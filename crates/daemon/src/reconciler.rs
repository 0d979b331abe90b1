// SPDX-License-Identifier: BUSL-1.1
// Copyright (c) 2026 Alfred Jean LLC

//! Observed-state reconciliation.
//!
//! The reconciler periodically lists the backend's fleet-labelled resources
//! and converges every non-terminal record toward what the backend actually
//! shows: adopted creates, vanished resources, stuck teardowns. It is the
//! resolution path for every "outcome unknown" left behind by a deadline
//! expiry or a daemon crash — the orchestrator never blocks on it, and all
//! of its writes go through the registry's compare-and-swap, so racing a
//! concurrent heartbeat can only lose, never corrupt.

use fleet_core::{AgentId, AgentRecord, AgentStatus, Clock, OrchestratorError, TaskSpec};
use fleet_provider::{Provider, ResourceDescriptor, ResourceHealth};
use fleet_registry::Registry;
use std::collections::HashMap;
use std::sync::Arc;
use std::time::Duration;
use tokio_util::sync::CancellationToken;
use tracing::{debug, info, warn};

use crate::config::Config;

/// Knobs the reconciler needs from the daemon config.
#[derive(Debug, Clone)]
pub struct ReconcilerConfig {
    pub poll_interval_ms: u64,
    pub heartbeat_grace_ms: u64,
    pub create_grace_ms: u64,
    pub provider_timeout_ms: u64,
}

impl From<&Config> for ReconcilerConfig {
    fn from(cfg: &Config) -> Self {
        Self {
            poll_interval_ms: cfg.poll_interval_ms,
            heartbeat_grace_ms: cfg.heartbeat_grace_ms,
            create_grace_ms: cfg.create_grace_ms,
            provider_timeout_ms: cfg.provider_timeout_ms,
        }
    }
}

pub struct Reconciler<P: Provider, C: Clock> {
    registry: Arc<Registry>,
    provider: Arc<P>,
    clock: C,
    cfg: ReconcilerConfig,
}

impl<P: Provider, C: Clock> Reconciler<P, C> {
    pub fn new(
        registry: Arc<Registry>,
        provider: Arc<P>,
        clock: C,
        cfg: ReconcilerConfig,
    ) -> Self {
        Self { registry, provider, clock, cfg }
    }

    /// Poll loop; runs until cancelled.
    pub async fn run(self: Arc<Self>, cancel: CancellationToken) {
        let interval = Duration::from_millis(self.cfg.poll_interval_ms);
        loop {
            tokio::select! {
                _ = cancel.cancelled() => {
                    debug!("reconciler stopping");
                    return;
                }
                _ = tokio::time::sleep(interval) => {
                    if let Err(e) = self.poll_cycle().await {
                        warn!(error = %e, "reconciliation cycle skipped");
                    }
                }
            }
        }
    }

    /// One reconciliation pass over all non-terminal records.
    pub async fn poll_cycle(&self) -> Result<(), OrchestratorError> {
        let observed = self.observe().await?;
        let now = self.clock.epoch_ms();

        for record in self.registry.list_active() {
            let resource_id =
                record.resource_id.clone().unwrap_or_else(|| record.id.to_string());
            let desc = observed.get(resource_id.as_str());
            if let Err(e) = self.converge(&record, desc, now).await {
                // A concurrent heartbeat or stop can win the CAS race;
                // that's the correct outcome, not a fault.
                debug!(agent_id = %record.id, error = %e, "convergence step lost or failed");
            }
        }
        Ok(())
    }

    async fn converge(
        &self,
        record: &AgentRecord,
        desc: Option<&ResourceDescriptor>,
        now: u64,
    ) -> Result<(), OrchestratorError> {
        let id = &record.id;
        match (record.status, desc) {
            // Create resolved out-of-band (crash or deadline expiry): adopt.
            (AgentStatus::Pending, Some(desc)) => {
                let resource_id = desc.resource_id.clone();
                let address = desc.address.clone();
                self.registry
                    .transition(id, &[AgentStatus::Pending], AgentStatus::Starting, |r| {
                        r.resource_id = Some(resource_id);
                        r.address = address;
                    })
                    .map_err(map_registry)?;
                info!(agent_id = %id, "adopted resource for unresolved create");
            }
            (AgentStatus::Pending, None) => {
                if now.saturating_sub(record.created_at_ms) > self.cfg.create_grace_ms {
                    self.registry
                        .transition(id, &[AgentStatus::Pending], AgentStatus::Failed, |r| {
                            r.error = Some("create unresolved past grace window".to_string());
                            r.mark_stopped(now);
                        })
                        .map_err(map_registry)?;
                    info!(agent_id = %id, "failed unresolved create");
                }
            }

            // Resource vanished under a live agent: preemption, manual
            // delete, or the boot script's own teardown after a terminal
            // report the daemon never received.
            (AgentStatus::Starting | AgentStatus::Running, None) => {
                let next = if record.timeout_expired(now) {
                    AgentStatus::TimedOut
                } else if record.status == AgentStatus::Running {
                    AgentStatus::Stopped
                } else {
                    AgentStatus::Failed
                };
                self.registry
                    .transition(id, &[record.status], next, |r| {
                        r.mark_stopped(now);
                        if next == AgentStatus::Failed {
                            r.error =
                                Some("resource disappeared before the workload ran".to_string());
                        }
                    })
                    .map_err(map_registry)?;
                info!(agent_id = %id, status = %next, "resource gone, record finalized");
            }

            (AgentStatus::Starting | AgentStatus::Running, Some(desc)) => {
                if desc.address.is_some() && desc.address != record.address {
                    let address = desc.address.clone();
                    self.registry
                        .update(id, |r| r.address = address)
                        .map_err(map_registry)?;
                }
            }

            (AgentStatus::Stopping, None) => {
                self.registry
                    .transition(id, &[AgentStatus::Stopping], AgentStatus::Stopped, |r| {
                        r.mark_stopped(now);
                    })
                    .map_err(map_registry)?;
                info!(agent_id = %id, "teardown confirmed");
            }

            // Stuck teardown: re-issue the delete.
            (AgentStatus::Stopping, Some(desc)) => {
                let deadline = Duration::from_millis(self.cfg.provider_timeout_ms);
                match tokio::time::timeout(
                    deadline,
                    self.provider.delete_resource(&desc.resource_id),
                )
                .await
                {
                    Ok(Ok(())) => debug!(agent_id = %id, "re-issued delete for stuck teardown"),
                    Ok(Err(e)) => warn!(agent_id = %id, error = %e, "teardown retry failed"),
                    Err(_) => warn!(agent_id = %id, "teardown retry timed out"),
                }
            }

            // list_active never yields terminal records.
            (AgentStatus::Stopped | AgentStatus::Failed | AgentStatus::TimedOut, _) => {}
        }
        Ok(())
    }

    /// Poll, then adopt any fleet-labelled resource the registry has never
    /// heard of (registry loss, out-of-band creation).
    pub async fn resync(&self) -> Result<(), OrchestratorError> {
        let observed = self.observe().await?;
        let now = self.clock.epoch_ms();

        for desc in observed.values() {
            let id = match &desc.agent_id {
                Some(id) => id.clone(),
                None => AgentId::from_string(desc.resource_id.as_str()),
            };
            if self.registry.get(&id).is_some() {
                continue;
            }
            let mut record =
                AgentRecord::new(id.clone(), self.provider.backend(), TaskSpec::new("(recovered)"), now);
            record.status = match desc.health {
                ResourceHealth::Provisioning => AgentStatus::Starting,
                ResourceHealth::Running => AgentStatus::Running,
                ResourceHealth::Terminating => AgentStatus::Stopping,
            };
            record.resource_id = Some(desc.resource_id.clone());
            record.address = desc.address.clone();
            self.registry.upsert(record).map_err(map_registry)?;
            info!(agent_id = %id, resource_id = %desc.resource_id, "adopted unknown resource");
        }

        self.poll_cycle().await
    }

    /// Whether a record should be labelled unresponsive in views: live,
    /// with no heartbeat inside the grace window.
    pub fn unresponsive(&self, record: &AgentRecord, now: u64) -> bool {
        derive_unresponsive(record, now, self.cfg.heartbeat_grace_ms)
    }

    async fn observe(&self) -> Result<HashMap<String, ResourceDescriptor>, OrchestratorError> {
        let deadline = Duration::from_millis(self.cfg.provider_timeout_ms);
        let list = tokio::time::timeout(deadline, self.provider.list_resources())
            .await
            .map_err(|_| OrchestratorError::Timeout(self.cfg.provider_timeout_ms))?
            .map_err(|e| OrchestratorError::BackendUnavailable(e.to_string()))?;
        Ok(list.into_iter().map(|d| (d.resource_id.clone(), d)).collect())
    }
}

/// Pure form of the unresponsive label, usable without a reconciler.
pub fn derive_unresponsive(record: &AgentRecord, now_ms: u64, grace_ms: u64) -> bool {
    if !record.status.is_live() {
        return false;
    }
    let basis = record.last_heartbeat_ms.unwrap_or(record.created_at_ms);
    now_ms.saturating_sub(basis) > grace_ms
}

fn map_registry(err: fleet_registry::RegistryError) -> OrchestratorError {
    OrchestratorError::Registry(err.to_string())
}

#[cfg(test)]
#[path = "reconciler_tests.rs"]
mod tests;
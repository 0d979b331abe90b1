// SPDX-License-Identifier: BUSL-1.1
// Copyright (c) 2026 Alfred Jean LLC

//! Kubernetes backend: one pod per agent via the cluster API.
//!
//! Pods are named after the agent id and labelled
//! `app=fleet-agent, fleet-id=<id>`; the boot program runs as the container
//! command and credentials are injected as env vars sourced from a managed
//! cluster `Secret`. There is no bucket in this deployment shape, so the
//! object store is a directory on the daemon host.

use crate::broker::Injection;
use crate::{
    CreatedResource, Provider, ProviderError, ResourceDescriptor, ResourceHealth, ResourceSpec,
    FLEET_ID_LABEL, FLEET_LABEL,
};
use async_trait::async_trait;
use fleet_core::{AgentId, Backend};
use k8s_openapi::api::core::v1::{
    Container, EnvVar, EnvVarSource, Pod, PodSpec, Secret as K8sSecret, SecretKeySelector,
};
use k8s_openapi::apimachinery::pkg::apis::meta::v1::ObjectMeta;
use k8s_openapi::ByteString;
use kube::api::{Api, DeleteParams, ListParams, Patch, PatchParams, PostParams};
use kube::Client;
use std::collections::BTreeMap;
use std::path::{Path, PathBuf};
use std::time::Duration;

/// Settings for one namespace.
#[derive(Debug, Clone)]
pub struct K8sConfig {
    pub namespace: String,
    /// Agent container image (bash + node + engine CLI preinstalled).
    pub image: String,
    /// Managed Secret holding credential key/value pairs.
    pub credential_secret: String,
    /// Daemon-local directory backing the object store.
    pub objects_dir: PathBuf,
    pub ready_poll_ms: u64,
    pub ready_attempts: usize,
}

impl K8sConfig {
    pub fn new(namespace: impl Into<String>, image: impl Into<String>, objects_dir: impl Into<PathBuf>) -> Self {
        Self {
            namespace: namespace.into(),
            image: image.into(),
            credential_secret: "fleet-credentials".to_string(),
            objects_dir: objects_dir.into(),
            ready_poll_ms: 500,
            ready_attempts: 120, // 120 * 500ms = 60s
        }
    }
}

pub struct ContainerProvider {
    pods: Api<Pod>,
    secrets: Api<K8sSecret>,
    cfg: K8sConfig,
}

impl ContainerProvider {
    /// Connect using the ambient kubeconfig / in-cluster environment.
    pub async fn connect(cfg: K8sConfig) -> Result<Self, ProviderError> {
        let client = Client::try_default()
            .await
            .map_err(|e| ProviderError::unavailable(format!("kube client: {e}")))?;
        Ok(Self::with_client(client, cfg))
    }

    pub fn with_client(client: Client, cfg: K8sConfig) -> Self {
        let pods = Api::namespaced(client.clone(), &cfg.namespace);
        let secrets = Api::namespaced(client, &cfg.namespace);
        Self { pods, secrets, cfg }
    }

    /// Poll until the pod has an IP assigned.
    async fn wait_for_pod_ip(&self, name: &str) -> Result<String, ProviderError> {
        for i in 0..self.cfg.ready_attempts {
            if i > 0 {
                tokio::time::sleep(Duration::from_millis(self.cfg.ready_poll_ms)).await;
            }
            if let Ok(pod) = self.pods.get(name).await {
                if let Some(ip) = pod.status.as_ref().and_then(|s| s.pod_ip.as_ref()) {
                    if !ip.is_empty() {
                        tracing::info!(%name, %ip, attempt = i, "pod IP assigned");
                        return Ok(ip.clone());
                    }
                }
            }
        }
        Err(ProviderError::unavailable(format!(
            "pod {} did not receive IP within {}s",
            name,
            (self.cfg.ready_attempts as u64 * self.cfg.ready_poll_ms) / 1000
        )))
    }

    fn object_path(&self, path: &str) -> Result<PathBuf, ProviderError> {
        resolve_object_path(&self.cfg.objects_dir, path)
    }
}

#[async_trait]
impl Provider for ContainerProvider {
    async fn create_resource(&self, spec: &ResourceSpec) -> Result<CreatedResource, ProviderError> {
        let name = spec.agent_id.to_string();
        let pod = build_pod(&self.cfg, spec);

        match self.pods.create(&PostParams::default(), &pod).await {
            Ok(_) => {}
            // Pod already exists for this id: success by lookup below.
            Err(kube::Error::Api(ae)) if ae.code == 409 => {
                tracing::info!(pod = %name, "pod already exists, resolving by lookup");
            }
            Err(e) => return Err(map_kube(e)),
        }

        // The pod exists now; any later failure carries its id for cleanup.
        let ip = self.wait_for_pod_ip(&name).await.map_err(|e| e.with_partial(name.clone()))?;
        Ok(CreatedResource { resource_id: name, address: Some(ip) })
    }

    async fn delete_resource(&self, resource_id: &str) -> Result<(), ProviderError> {
        match self.pods.delete(resource_id, &DeleteParams::default()).await {
            Ok(_) => Ok(()),
            Err(kube::Error::Api(ae)) if ae.code == 404 => Ok(()),
            Err(e) => Err(map_kube(e)),
        }
    }

    async fn get_resource(
        &self,
        resource_id: &str,
    ) -> Result<Option<ResourceDescriptor>, ProviderError> {
        match self.pods.get_opt(resource_id).await {
            Ok(pod) => Ok(pod.as_ref().map(descriptor_from_pod)),
            Err(e) => Err(map_kube(e)),
        }
    }

    async fn list_resources(&self) -> Result<Vec<ResourceDescriptor>, ProviderError> {
        let lp = ListParams::default().labels(&format!("app={FLEET_LABEL}"));
        let pods = self.pods.list(&lp).await.map_err(map_kube)?;
        Ok(pods.iter().map(descriptor_from_pod).collect())
    }

    async fn get_secret(&self, name: &str) -> Result<Option<String>, ProviderError> {
        let secret = match self.secrets.get_opt(&self.cfg.credential_secret).await {
            Ok(s) => s,
            Err(e) => return Err(map_kube(e)),
        };
        let Some(secret) = secret else { return Ok(None) };
        let Some(data) = secret.data else { return Ok(None) };
        match data.get(name) {
            Some(ByteString(bytes)) => String::from_utf8(bytes.clone())
                .map(Some)
                .map_err(|_| ProviderError::rejected(format!("credential {name} not utf-8"))),
            None => Ok(None),
        }
    }

    async fn set_secret(&self, name: &str, value: &str) -> Result<(), ProviderError> {
        let exists = self
            .secrets
            .get_opt(&self.cfg.credential_secret)
            .await
            .map_err(map_kube)?
            .is_some();

        if exists {
            let patch = serde_json::json!({ "stringData": { name: value } });
            self.secrets
                .patch(
                    &self.cfg.credential_secret,
                    &PatchParams::default(),
                    &Patch::Merge(&patch),
                )
                .await
                .map_err(map_kube)?;
        } else {
            let mut string_data = BTreeMap::new();
            string_data.insert(name.to_string(), value.to_string());
            let secret = K8sSecret {
                metadata: ObjectMeta {
                    name: Some(self.cfg.credential_secret.clone()),
                    namespace: Some(self.cfg.namespace.clone()),
                    ..Default::default()
                },
                string_data: Some(string_data),
                ..Default::default()
            };
            self.secrets.create(&PostParams::default(), &secret).await.map_err(map_kube)?;
        }
        Ok(())
    }

    async fn put_object(&self, path: &str, bytes: &[u8]) -> Result<String, ProviderError> {
        let full = self.object_path(path)?;
        if let Some(parent) = full.parent() {
            std::fs::create_dir_all(parent).map_err(fs_err)?;
        }
        std::fs::write(&full, bytes).map_err(fs_err)?;
        Ok(full.display().to_string())
    }

    async fn get_object(&self, path: &str) -> Result<Vec<u8>, ProviderError> {
        let full = self.object_path(path)?;
        if !full.exists() {
            return Err(ProviderError::rejected(format!("no such object: {path}")));
        }
        std::fs::read(&full).map_err(fs_err)
    }

    async fn list_objects(&self, prefix: &str) -> Result<Vec<String>, ProviderError> {
        let mut paths = Vec::new();
        collect_objects(&self.cfg.objects_dir, &self.cfg.objects_dir, &mut paths)?;
        paths.retain(|p| p.starts_with(prefix));
        paths.sort();
        Ok(paths)
    }

    fn backend(&self) -> Backend {
        Backend::Kubernetes
    }
}

/// Build the Pod for one agent. Pure so tests can inspect the spec.
pub(crate) fn build_pod(cfg: &K8sConfig, spec: &ResourceSpec) -> Pod {
    let mut env = Vec::new();
    for handle in &spec.secrets {
        let Injection::EnvVar { name } = &handle.injection else { continue };
        env.push(EnvVar {
            name: name.clone(),
            value_from: Some(EnvVarSource {
                secret_key_ref: Some(SecretKeySelector {
                    name: cfg.credential_secret.clone(),
                    key: handle.name.clone(),
                    optional: Some(!handle.required),
                }),
                ..Default::default()
            }),
            ..Default::default()
        });
    }

    let container = Container {
        name: "agent".to_string(),
        image: Some(cfg.image.clone()),
        command: Some(vec![
            "/bin/bash".to_string(),
            "-c".to_string(),
            spec.boot_program.clone(),
        ]),
        env: Some(env),
        ..Default::default()
    };

    let labels: BTreeMap<String, String> = [
        ("app".to_string(), FLEET_LABEL.to_string()),
        (FLEET_ID_LABEL.to_string(), spec.agent_id.to_string()),
    ]
    .into_iter()
    .collect();

    let annotations: BTreeMap<String, String> =
        [("fleet.dev/machine-class".to_string(), spec.machine_class.clone())]
            .into_iter()
            .collect();

    Pod {
        metadata: ObjectMeta {
            name: Some(spec.agent_id.to_string()),
            namespace: Some(cfg.namespace.clone()),
            labels: Some(labels),
            annotations: Some(annotations),
            ..Default::default()
        },
        spec: Some(PodSpec {
            containers: vec![container],
            restart_policy: Some("Never".to_string()),
            ..Default::default()
        }),
        ..Default::default()
    }
}

pub(crate) fn descriptor_from_pod(pod: &Pod) -> ResourceDescriptor {
    let name = pod.metadata.name.clone().unwrap_or_default();
    let agent_id = pod
        .metadata
        .labels
        .as_ref()
        .and_then(|l| l.get(FLEET_ID_LABEL))
        .map(|s| AgentId::from_string(s));

    let health = if pod.metadata.deletion_timestamp.is_some() {
        ResourceHealth::Terminating
    } else {
        match pod.status.as_ref().and_then(|s| s.phase.as_deref()) {
            Some("Pending") => ResourceHealth::Provisioning,
            Some("Succeeded") | Some("Failed") => ResourceHealth::Terminating,
            _ => ResourceHealth::Running,
        }
    };

    let address = pod.status.as_ref().and_then(|s| s.pod_ip.clone());
    ResourceDescriptor { resource_id: name, agent_id, health, address }
}

fn map_kube(e: kube::Error) -> ProviderError {
    match e {
        kube::Error::Api(ae) if ae.code < 500 && ae.code != 429 => {
            ProviderError::rejected(format!("{}: {}", ae.code, ae.message))
        }
        other => ProviderError::unavailable(other.to_string()),
    }
}

fn fs_err(e: std::io::Error) -> ProviderError {
    ProviderError::unavailable(format!("object store io: {e}"))
}

/// Keys are forward-slash paths; reject escapes from the store root.
pub(crate) fn resolve_object_path(root: &Path, path: &str) -> Result<PathBuf, ProviderError> {
    if path.is_empty() || path.split('/').any(|seg| seg == ".." || seg.is_empty()) {
        return Err(ProviderError::rejected(format!("invalid object path: {path}")));
    }
    Ok(root.join(path))
}

pub(crate) fn collect_objects(
    root: &Path,
    dir: &Path,
    out: &mut Vec<String>,
) -> Result<(), ProviderError> {
    if !dir.exists() {
        return Ok(());
    }
    for entry in std::fs::read_dir(dir).map_err(fs_err)? {
        let entry = entry.map_err(fs_err)?;
        let path = entry.path();
        if path.is_dir() {
            collect_objects(root, &path, out)?;
        } else if let Ok(rel) = path.strip_prefix(root) {
            out.push(rel.to_string_lossy().replace('\\', "/"));
        }
    }
    Ok(())
}

#[cfg(test)]
#[path = "k8s_tests.rs"]
mod tests;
-=-=-=-=-
**The task:** Begin with the top line of the material and go as far as the line with "the backend actually". Set down those lines exactly, both ends included, and nothing more.

**Result:**
filename crates/daemon/src/reconciler.rs
repository 0d979b331abe90b1
// SPDX-License-Identifier: BUSL-1.1
// Copyright (c) 2026 Alfred Jean LLC

//! Observed-state reconciliation.
//!
//! The reconciler periodically lists the backend's fleet-labelled resources
//! and converges every non-terminal record toward what the backend actually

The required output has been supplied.